Cabe señalar que los aislamientos que amplificamos para esta región, no los tenemos caracterizados biológicamente, excepto el H33, que es un aislamiento que presenta síntomas severos como declinamiento y picado de tallo, y en nuestro caso fue amplificado con los oligonucleótidos PM35/RF130 que fueron diseñados para razas que producen declinamiento, y el oligonucleótido PM33/RF130 para razas que producen picado de tallo. El propósito de encontrar posibles diferencias en los RFLP del gen de la cápside amplificado por PCR, entre las razas severas y débiles, una vez digeridos con la enzima de restricción Alu I, no fue exitoso. Si bien es cierto que la enzima Alu I no había sido reportada para diferenciar razas de VTC, esta enzima ha sido utilizada ampliamente en 53
Caracterización Molecular de Aislamientos del Virus de la Tristeza de los Cítricos del Noreste de México
diversos estudios relacionados a nivel nucleotídico en genes de diversos organismos y por su alto número de sitios de corte (Han y New, 1998). Con los patrones que se formaron al hacer las digestiones enzimáticas del gen se generó un dendograma de similitudes utilizando un conjunto de programas computacionales (EMBOSS, Cross Checker y TreeView). Al analizar este dendograma (Fig, 12) nos confirma lo que ya habíamos visualizado en el gel. Si bien es cierto que por una lado agrupa aislamientos de una misma región, NL2 y NL1 y muy cercanos a los aislamientos V1 y T2, lo cual nos indica que estos aislamientos forman patrones muy similares entre ellos. Coincidentemente los hemos catalogado como razas débiles. Sin embargo, habría que señalar que el aislamiento H33, del cual sabemos pertenece a una raza severa, esta agrupado con el aislamiento V2, el cual lo tenemos catalogado como una raza débil. Si bien, es cierto que un número mayor de aislamientos del VTC serían necesarios para darle más solidez a estas observaciones, si podríamos mencionar que los perfiles generados con esta enzima Alu I, no permitirían una separación confiable entre las razas débiles de las severas.

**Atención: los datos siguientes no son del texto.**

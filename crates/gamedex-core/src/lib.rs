//! Core domain model, schema specification, and default-filling for Gamedex.

use serde::{Deserialize, Serialize};
use serde_json::{Map, Value};

pub const CRATE_NAME: &str = "gamedex-core";

/// Integer product identifier shared across every source row set.
pub type AppId = i64;

/// Sentinel stored wherever a text/URL field has no usable source data.
pub const NO_DATA: &str = "No Data Available";

/// Per-field fallback values applied by [`normalize`].
pub mod defaults {
    pub const NAME: &str = "Unknown Game";
    pub const RELEASE_DATE: &str = "Unknown Date";
    pub const DEVELOPER: &str = "Unknown Developer";
    pub const DESCRIPTION: &str = "No description available";
}

/// Scalar/array type a schema field must carry.
#[derive(Debug, Clone, Copy, PartialEq, Eq, Serialize, Deserialize)]
pub enum FieldType {
    String,
    Int,
    Double,
    StringArray,
}

/// One entry of the enumerable schema specification. The store gateway
/// validates against this table and tests enumerate it, so there is a
/// single source of truth for the required-field contract.
#[derive(Debug, Clone, Copy, PartialEq)]
pub struct FieldSpec {
    pub name: &'static str,
    pub field_type: FieldType,
    pub required: bool,
    pub minimum: Option<f64>,
}

const fn required(name: &'static str, field_type: FieldType) -> FieldSpec {
    FieldSpec {
        name,
        field_type,
        required: true,
        minimum: None,
    }
}

const fn required_min(name: &'static str, field_type: FieldType, minimum: f64) -> FieldSpec {
    FieldSpec {
        name,
        field_type,
        required: true,
        minimum: Some(minimum),
    }
}

/// Name of the primary-key field on every persisted document.
pub const PRIMARY_KEY: &str = "appid";

const CATALOG_SCHEMA: &[FieldSpec] = &[
    required(PRIMARY_KEY, FieldType::Int),
    required("name", FieldType::String),
    required("release_date", FieldType::String),
    required("developer", FieldType::String),
    required("platforms", FieldType::StringArray),
    required("categories", FieldType::StringArray),
    required("genres", FieldType::StringArray),
    required("tags", FieldType::StringArray),
    required_min("positive_ratings", FieldType::Int, 0.0),
    required_min("negative_ratings", FieldType::Int, 0.0),
    required_min("price", FieldType::Double, 0.0),
    required("detailed_description", FieldType::String),
    required("windows_requirements", FieldType::String),
    required("mac_requirements", FieldType::String),
    required("linux_requirements", FieldType::String),
    required("website", FieldType::String),
    required("support_url", FieldType::String),
    required("header_img", FieldType::String),
    required("background_img", FieldType::String),
];

/// The required-field contract for the games collection.
pub fn catalog_schema() -> &'static [FieldSpec] {
    CATALOG_SCHEMA
}

/// Splits a semicolon-delimited classification field into an ordered
/// sequence. Empty or missing source text yields an empty sequence,
/// never `[""]`. Source order is preserved and entries are not trimmed.
pub fn split_delimited(raw: &str) -> Vec<String> {
    if raw.is_empty() {
        return Vec::new();
    }
    raw.split(';').map(str::to_string).collect()
}

/// Candidate document produced by the assembler before default-filling.
/// Every field except the identifier is optional; `None` is the single
/// explicit missing marker, centralizing the missing-to-default mapping
/// in [`normalize`].
#[derive(Debug, Clone, PartialEq, Default, Serialize, Deserialize)]
pub struct ProductDraft {
    pub appid: AppId,
    pub name: Option<String>,
    pub release_date: Option<String>,
    pub developer: Option<String>,
    pub platforms: Option<Vec<String>>,
    pub categories: Option<Vec<String>>,
    pub genres: Option<Vec<String>>,
    pub tags: Option<Vec<String>>,
    pub positive_ratings: Option<i64>,
    pub negative_ratings: Option<i64>,
    pub price: Option<f64>,
    pub detailed_description: Option<String>,
    pub windows_requirements: Option<String>,
    pub mac_requirements: Option<String>,
    pub linux_requirements: Option<String>,
    pub website: Option<String>,
    pub support_url: Option<String>,
    pub header_img: Option<String>,
    pub background_img: Option<String>,
}

/// Canonical merged record persisted per product. Field names match the
/// schema specification exactly.
#[derive(Debug, Clone, PartialEq, Serialize, Deserialize)]
pub struct ProductDocument {
    pub appid: AppId,
    pub name: String,
    pub release_date: String,
    pub developer: String,
    pub platforms: Vec<String>,
    pub categories: Vec<String>,
    pub genres: Vec<String>,
    pub tags: Vec<String>,
    pub positive_ratings: i64,
    pub negative_ratings: i64,
    pub price: f64,
    pub detailed_description: String,
    pub windows_requirements: String,
    pub mac_requirements: String,
    pub linux_requirements: String,
    pub website: String,
    pub support_url: String,
    pub header_img: String,
    pub background_img: String,
}

impl ProductDocument {
    /// Lowers the typed document into the JSON object map the store
    /// gateway persists. Non-finite numbers lower to `null` and are
    /// caught by schema validation rather than panicking here.
    pub fn into_document(self) -> Map<String, Value> {
        let mut doc = Map::new();
        doc.insert(PRIMARY_KEY.into(), Value::from(self.appid));
        doc.insert("name".into(), Value::from(self.name));
        doc.insert("release_date".into(), Value::from(self.release_date));
        doc.insert("developer".into(), Value::from(self.developer));
        doc.insert("platforms".into(), Value::from(self.platforms));
        doc.insert("categories".into(), Value::from(self.categories));
        doc.insert("genres".into(), Value::from(self.genres));
        doc.insert("tags".into(), Value::from(self.tags));
        doc.insert("positive_ratings".into(), Value::from(self.positive_ratings));
        doc.insert("negative_ratings".into(), Value::from(self.negative_ratings));
        doc.insert("price".into(), Value::from(self.price));
        doc.insert(
            "detailed_description".into(),
            Value::from(self.detailed_description),
        );
        doc.insert(
            "windows_requirements".into(),
            Value::from(self.windows_requirements),
        );
        doc.insert("mac_requirements".into(), Value::from(self.mac_requirements));
        doc.insert(
            "linux_requirements".into(),
            Value::from(self.linux_requirements),
        );
        doc.insert("website".into(), Value::from(self.website));
        doc.insert("support_url".into(), Value::from(self.support_url));
        doc.insert("header_img".into(), Value::from(self.header_img));
        doc.insert("background_img".into(), Value::from(self.background_img));
        doc
    }
}

impl From<ProductDocument> for ProductDraft {
    fn from(doc: ProductDocument) -> Self {
        Self {
            appid: doc.appid,
            name: Some(doc.name),
            release_date: Some(doc.release_date),
            developer: Some(doc.developer),
            platforms: Some(doc.platforms),
            categories: Some(doc.categories),
            genres: Some(doc.genres),
            tags: Some(doc.tags),
            positive_ratings: Some(doc.positive_ratings),
            negative_ratings: Some(doc.negative_ratings),
            price: Some(doc.price),
            detailed_description: Some(doc.detailed_description),
            windows_requirements: Some(doc.windows_requirements),
            mac_requirements: Some(doc.mac_requirements),
            linux_requirements: Some(doc.linux_requirements),
            website: Some(doc.website),
            support_url: Some(doc.support_url),
            header_img: Some(doc.header_img),
            background_img: Some(doc.background_img),
        }
    }
}

/// The Default-Filler: total over any draft, never rejects. Every
/// missing field is replaced by its declared default so no document can
/// violate the required-field invariant downstream. Lists default to
/// the empty sequence; text and URL fields default to their sentinel.
pub fn normalize(draft: ProductDraft) -> ProductDocument {
    ProductDocument {
        appid: draft.appid,
        name: draft.name.unwrap_or_else(|| defaults::NAME.to_string()),
        release_date: draft
            .release_date
            .unwrap_or_else(|| defaults::RELEASE_DATE.to_string()),
        developer: draft
            .developer
            .unwrap_or_else(|| defaults::DEVELOPER.to_string()),
        platforms: draft.platforms.unwrap_or_default(),
        categories: draft.categories.unwrap_or_default(),
        genres: draft.genres.unwrap_or_default(),
        tags: draft.tags.unwrap_or_default(),
        positive_ratings: draft.positive_ratings.unwrap_or(0),
        negative_ratings: draft.negative_ratings.unwrap_or(0),
        price: draft.price.unwrap_or(0.0),
        detailed_description: draft
            .detailed_description
            .unwrap_or_else(|| defaults::DESCRIPTION.to_string()),
        windows_requirements: draft
            .windows_requirements
            .unwrap_or_else(|| NO_DATA.to_string()),
        mac_requirements: draft
            .mac_requirements
            .unwrap_or_else(|| NO_DATA.to_string()),
        linux_requirements: draft
            .linux_requirements
            .unwrap_or_else(|| NO_DATA.to_string()),
        website: draft.website.unwrap_or_else(|| NO_DATA.to_string()),
        support_url: draft.support_url.unwrap_or_else(|| NO_DATA.to_string()),
        header_img: draft.header_img.unwrap_or_else(|| NO_DATA.to_string()),
        background_img: draft.background_img.unwrap_or_else(|| NO_DATA.to_string()),
    }
}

Por otro lado, el haber utilizado las enzimas de restricción Hae III y Kpn I para caracterizar las razas del VTC, fue muy conveniente en nuestro caso, ya que nos permitió separar las razas severas y débiles a partir del gen p25 que codifica para cápside. Como se muestra en los cuadros 5 y 6, el análisis se realizó primeramente a partir de 25 secuencias reportadas donde en ocho de ellas se menciona su caracterización biológica, aunque en el resto de ellas, solo mostraban su secuencia nucleotídica. Con este conjunto de secuencias se hizo un mapa de restricción para cada una de ellas, lo cual arrojó que las razas de VTC pertenecientes a razas débiles no presentaron los sitios de restricción de Hae III y Kpn I (Cuadro 5). Por otro lado, las razas severas que producen declinamiento tienen conservado solo el sitio Hae III, pero no el sitio Kpn I. Algo muy interesante es que las razas de virus que producen picado de tallo presentan tanto los sitios Hae III como Kpn I, a excepción de un sola secuencia que solo presentó el sitió Kpn I, aunque habría que aclarar que de este aislamiento en su secuencia no se menciona su caracterización biológica (Cuadro 6).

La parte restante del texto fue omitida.